The inevitability of time comes for all technologies. Did you ever have a playstation 2? I did and a couple years into having the thing, the laser for one of the disc types it supported suddenly went out, leaving us, if I remember correctly, able to play music and PS1 games but not PS2 games or watch DVDs with it.

As far as I know, the same is true of all optical technologies, even into the blu-ray era companies have been publishing press releases about working on the laser longevity problem. In minidiscs, you even see new-era machines from 2001-2005 that look absolutely pristine but have dead lasers, likely because despite their looks they have a lot of miles on 'em.

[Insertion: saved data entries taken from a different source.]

//! Adversarial validation: apply the red team's attacks to a portfolio,
//! score how well it holds up, and synthesize a backup plan.
//!
//! An assessment runs `GenerateAttacks → ApplyAttacks → Score →
//! SynthesizeBackup → Done` once, with no retries.

use std::collections::BTreeSet;
use std::fmt;

use serde::{Deserialize, Serialize};

use riskadvisor_core::{Portfolio, StrategyCatalog, StrategyId};

use crate::attacks::{mitigation_for, AttackKind, AttackResult, OutcomeSnapshot, RedTeam};
use crate::config::{OptimizerConfig, WargameConfig};
use crate::optimizer::PortfolioOptimizer;
use crate::types::RiskTolerance;

/// Attacks degrading the portfolio by more than this percentage trigger
/// their mitigation recommendation.
const HIGH_DAMAGE_PCT: f64 = 20.0;

/// Below this score the generic diversification advice is added.
const DIVERSIFY_BELOW: f64 = 60.0;

const GENERIC_RECOMMENDATIONS: [&str; 2] = [
    "Consider diversifying portfolio across more strategies",
    "Prioritize strategies with higher confidence levels",
];

#[derive(Debug, Clone, Copy, Serialize, Deserialize, PartialEq, Eq, PartialOrd, Ord)]
pub enum Grade {
    A,
    B,
    C,
    D,
    F,
}

impl Grade {
    pub fn from_score(score: f64) -> Self {
        if score >= 85.0 {
            Self::A
        } else if score >= 70.0 {
            Self::B
        } else if score >= 55.0 {
            Self::C
        } else if score >= 40.0 {
            Self::D
        } else {
            Self::F
        }
    }
}

impl fmt::Display for Grade {
    fn fmt(&self, f: &mut fmt::Formatter<'_>) -> fmt::Result {
        let s = match self {
            Self::A => "A",
            Self::B => "B",
            Self::C => "C",
            Self::D => "D",
            Self::F => "F",
        };
        f.write_str(s)
    }
}

#[derive(Debug, Clone, Copy, PartialEq, Eq)]
pub enum AssessmentStage {
    GenerateAttacks,
    ApplyAttacks,
    Score,
    SynthesizeBackup,
    Done,
}

#[derive(Debug, Clone, Serialize, Deserialize, PartialEq)]
pub struct RobustnessAssessment {
    pub portfolio: Portfolio,
    /// In [0, 100].
    pub robustness_score: f64,
    pub grade: Grade,
    pub attack_results: Vec<AttackResult>,
    /// The attack with the largest degradation, first on ties.
    pub worst_case: Option<AttackResult>,
    pub worst_case_description: String,
    pub worst_case_outcome: Option<OutcomeSnapshot>,
    pub backup_plan: Portfolio,
    /// Sorted, without duplicates.
    pub recommendations: Vec<String>,
}

/// Builds backup plans from the catalog minus failed strategies.
pub struct BlueTeam<'a> {
    catalog: &'a StrategyCatalog,
    config: &'a OptimizerConfig,
}

impl<'a> BlueTeam<'a> {
    pub fn new(catalog: &'a StrategyCatalog, config: &'a OptimizerConfig) -> Self {
        Self { catalog, config }
    }

    /// Conservative portfolio under `reduced_budget`, excluding every strategy
    /// a strategy-failure attack took down.
    pub fn generate_backup_plan(
        &self,
        attack_results: &[AttackResult],
        reduced_budget: f64,
    ) -> Portfolio {
        let failed: BTreeSet<StrategyId> = attack_results
            .iter()
            .filter(|r| r.attack.kind == AttackKind::StrategyFailure)
            .flat_map(|r| r.attack.affected_strategies.iter().cloned())
            .collect();

        let available = self.catalog.excluding(&failed);
        tracing::debug!(
            excluded = failed.len(),
            available = available.len(),
            reduced_budget,
            "Synthesizing backup plan"
        );

        PortfolioOptimizer::new(&available, self.config).get_optimal_portfolio(
            reduced_budget,
            self.config.default_timeline_days,
            RiskTolerance::Conservative,
        )
    }
}

/// Runs red and blue team and folds their output into one assessment.
pub struct PurpleTeam<'a> {
    red: RedTeam,
    blue: BlueTeam<'a>,
    config: &'a WargameConfig,
}

impl<'a> PurpleTeam<'a> {
    pub fn new(
        catalog: &'a StrategyCatalog,
        optimizer_config: &'a OptimizerConfig,
        config: &'a WargameConfig,
    ) -> Self {
        Self {
            red: RedTeam::new(config.min_severity),
            blue: BlueTeam::new(catalog, optimizer_config),
            config,
        }
    }

    pub fn assess_robustness(
        &self,
        portfolio: &Portfolio,
        available_budget: f64,
    ) -> RobustnessAssessment {
        let mut stage = AssessmentStage::GenerateAttacks;
        tracing::debug!(?stage, strategies = portfolio.len(), "Assessment stage");
        let attacks = self.red.generate_attacks(portfolio);

        stage = AssessmentStage::ApplyAttacks;
        tracing::debug!(?stage, attacks = attacks.len(), "Assessment stage");
        let attack_results: Vec<AttackResult> = attacks
            .iter()
            .map(|a| self.red.apply_attack(portfolio, a))
            .collect();

        stage = AssessmentStage::Score;
        tracing::debug!(?stage, "Assessment stage");
        let robustness_score = robustness_score(&attack_results);
        let grade = Grade::from_score(robustness_score);
        let worst_case = worst_case(&attack_results).cloned();

        stage = AssessmentStage::SynthesizeBackup;
        tracing::debug!(?stage, "Assessment stage");
        let backup_budget = available_budget * self.config.backup_budget_fraction;
        let backup_plan = self.blue.generate_backup_plan(&attack_results, backup_budget);
        let recommendations = recommendations(&attack_results, robustness_score);

        stage = AssessmentStage::Done;
        tracing::info!(
            ?stage,
            robustness_score,
            %grade,
            attacks = attack_results.len(),
            backup_cost = backup_plan.total_cost,
            "Robustness assessment complete"
        );

        RobustnessAssessment {
            portfolio: portfolio.clone(),
            robustness_score,
            grade,
            worst_case_description: worst_case
                .as_ref()
                .map(|r| r.attack.description.clone())
                .unwrap_or_default(),
            worst_case_outcome: worst_case.as_ref().map(|r| r.degraded),
            worst_case,
            attack_results,
            backup_plan,
            recommendations,
        }
    }
}

/// `clamp((100 - mean degradation) * viable fraction, 0, 100)`; 100 when no
/// attack applied.
pub fn robustness_score(results: &[AttackResult]) -> f64 {
    if results.is_empty() {
        return 100.0;
    }
    let n = results.len() as f64;
    let mean_degradation = results.iter().map(|r| r.degradation_pct).sum::<f64>() / n;
    let viable = results.iter().filter(|r| r.still_viable).count() as f64 / n;
    ((100.0 - mean_degradation) * viable).clamp(0.0, 100.0)
}

pub fn worst_case(results: &[AttackResult]) -> Option<&AttackResult> {
    results.iter().fold(None, |worst, r| match worst {
        Some(w) if r.degradation_pct <= w.degradation_pct => Some(w),
        _ => Some(r),
    })
}

pub fn recommendations(results: &[AttackResult], robustness_score: f64) -> Vec<String> {
    let mut recs: BTreeSet<String> = results
        .iter()
        .filter(|r| r.degradation_pct > HIGH_DAMAGE_PCT)
        .filter_map(|r| mitigation_for(r.attack.kind))
        .map(str::to_string)
        .collect();

    if robustness_score < DIVERSIFY_BELOW {
        recs.extend(GENERIC_RECOMMENDATIONS.iter().map(|s| s.to_string()));
    }
    recs.into_iter().collect()
}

I don't know the underlying details of why, the best guess I have and that I've seen anyone else have is a combination of usage hours, age, and luck. Japanese minidisc machines will typically have been spinning and reading for hours a day for years on end whereas MO may have, ultimately, seen lighter duty since they can wait until it's time to do an actual r/w to light up the laser.

If SCSI DVD drives were hypothetically bootable on system 7 and/or system 7 had a UDF driver or we could make HFS/HFS+ formatted DVDs -- we'd still need to balance between DVD and MO in terms of what type of longevity we're looking for. The same is true of CD-ROMs and CD-ROMs have the advantage of that there are a lot more of 'em hanging around.

Once you author a DVD (or a CD) for a classic mac, you can back it up using dd or an ISO program on a modern computer and then re-burn it. Modern CD/DVD burners, parts, and discs are still being made.

Nobody is making maintenance parts for MO drives anymore. Ultimately -- as far as I know they're also not making maintenance parts for old SCSI DVD drives, so I don't know if that's actually a better solution.

So, changing course now may not be worthwhile since SCSI DVD drives will be nearly as uncommon as MO hardware and lots of the SCSI DVD equipment is out of stuff like mips/sparc/alpha/power workstations and servers

I suspect that we're not too far off from the most viable solution for bring-up on SCSI-era 68k/PPC Macs is to use modern SCSI replacer of some stripe. Several of them now do CDROM and hard disk emulation, so buying one to run externally as a bring-up tool in addition to internal ones is reasonable.

The nice thing there is with these SCSI replacers, can go right up to the maximum volume limits of these systems -- 4-gigs for '030s and 2TB for '040/PPCss running 7.6.1 or better. There's SCSI<>SATA Bridges for optical drives but I don't know if we've had a chance to try these with Macs. Maybe @Unknown_K has one of them?

In the mean-time, I think we should probably enjoy MO for what it is -- a fun aesthetic vintage technology with an unfortunate expiration date. (The discs themselves will almost certainly last until the HDOTU though.)


Secondarily: How much is there in terms of utilities and stuff anyway? Most of my OS 9 installs fit within ~4-5 gigs in terms of installed OS and all the software I use on 'em, let alone utilities and bring-up stuff.